An integral concept in this self-understanding is referred to as "The Wheel of Metamorphosis." Dürckheim viewed transformation not as the sudden achievement of enlightenment, but rather as a continuous and cyclical evolution, akin to the motion of a wheel. He posited three stages and five steps in each cycle:[7]
  • Stage 1: All that is contrary to essential being must be relinquished.
  • Step 1: Practice "critical watchfulness" (analytical awareness of one's own thoughts and behavior).
  • Step 2: Let go of all that stands in the way of becoming.
  • Stage 2: That which has been relinquished must be dissolved in transcendent Being which absorbs and recreates us.
  • Step 3: Union with transcendent Being.
  • Step 4: New becoming in accordance with the inner image which has arisen from transcendent Being.
  • Stage 3: The newly formed core must be recognized and personal responsibility taken for its growth.
  • Step 5: Practicing this new form on a daily basis through critical watchfulness, which leads us back to Step 1.[34]

Meditation[edit]

For Dürckheim, meditation exercises are the key to spiritual change:
"Exercise has a double purpose: to prepare the individual for the possibility of an experience of Being and for his metamorphosis into a witness of this experience awakening within. For illumination does not make an enlightened one! The more I penetrated into the experience and the wisdom of the exercise of Buddhism, the more it was clear that here was a universal understanding of the human being and his possibilities. This was a vision which, taking into account the liberation and salvation of man through health, efficiency and social fidelity, apprehended man in his deepest essence, whose experience and integration were also the conditions for the development of his true Self."[7]

Quotations[edit]

"The man, who, being really on the Way, falls upon hard times in the world will not, as a consequence, turn to that friend who offers him refuge and comfort and encourages his old self to survive. Rather, he will seek out someone who will faithfully and inexorably help him to risk himself, so that he may endure the suffering and pass courageously through it. Only to the extent that man exposes himself over and over again to annihilation, can that which is indestructible arise within him. In this lies the dignity of daring."

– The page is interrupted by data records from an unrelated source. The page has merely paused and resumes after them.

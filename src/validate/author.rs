//! Author field validation (§4.C): structural sanity-checks on an author/editor list rather
//! than name-format enforcement, since BibTeX accepts both "Last, First" and "First Last".
use crate::entry::{split_author_list, Severity, ValidationResult};

pub fn validate_author(value: &str) -> ValidationResult {
    let names = split_author_list(value);
    if names.is_empty() {
        return ValidationResult::invalid(
            "author",
            Some(value.to_owned()),
            Severity::Error,
            "author field did not yield any names",
        );
    }
    ValidationResult::ok("author", value)
}

#[cfg(test)]
mod tests {
    use super::*;

    #[test]
    fn accepts_a_simple_list() {
        assert!(validate_author("Smith, John and Doe, Jane").valid);
    }

    #[test]
    fn rejects_empty_value() {
        assert!(!validate_author("").valid);
    }
}
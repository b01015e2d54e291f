//! ISSN checksum validation (§4.C). Format: `NNNN-NNNC` where `C` is a mod-11 check digit.
use crate::entry::{Severity, ValidationResult};

fn checksum_ok(digits: &str) -> bool {
    if digits.len() != 8 {
        return false;
    }
    let mut sum = 0i32;
    for (i, c) in digits.chars().enumerate() {
        let value = if i == 7 && c.eq_ignore_ascii_case(&'X') {
            10
        } else if let Some(d) = c.to_digit(10) {
            d as i32
        } else {
            return false;
        };
        sum += (8 - i as i32) * value;
    }
    sum % 11 == 0
}

pub fn validate_issn(value: &str) -> ValidationResult {
    let digits: String = value.chars().filter(|c| *c != '-').collect();
    if checksum_ok(&digits) {
        ValidationResult::ok("issn", value)
    } else {
        ValidationResult::invalid(
            "issn",
            Some(value.to_owned()),
            Severity::Error,
            "ISSN checksum does not match",
        )
    }
}

#[cfg(test)]
mod tests {
    use super::*;

    #[test]
    fn accepts_known_good_issn() {
        assert!(validate_issn("2049-3630").valid);
    }

    #[test]
    fn rejects_bad_checksum() {
        assert!(!validate_issn("2049-3631").valid);
    }
}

– from The Way of Transformation, 1988.
"Perseverance can bring a state of ‘self-lessness’ in which you are released from the division of subject and object, which ordinarily dominates consciousness. In that state you can finally experience the perfect enjoyment of the unity inherent in it. You may even taste the joys of an experience which determines all further experience: ‘It is not I who am breathing, it breathes and I merely have a share as a union of body and soul.'"

- from The Japanese Cult of Tranquility, 1960.
"A great deal of my present work is in helping people who underwent great spiritual crisis during the war. We know, of course, that sometimes, in extreme circumstances, people have a natural satori or spiritual awakening when it appears that all is finished for them–and they accept it. This happened often in the war, and when those who lived through it tried to tell the tale to their friends it was shrugged off as some kind of hallucination, a brief fit of insanity in a desperate situation. When these people come to me, as they often do, I have the happy opportunity of showing them that, for once in their lives, they were truly sane."

- quoted in Alan Watts, In My Own Way: An Autobiography 1915–1965, p. 321.[35]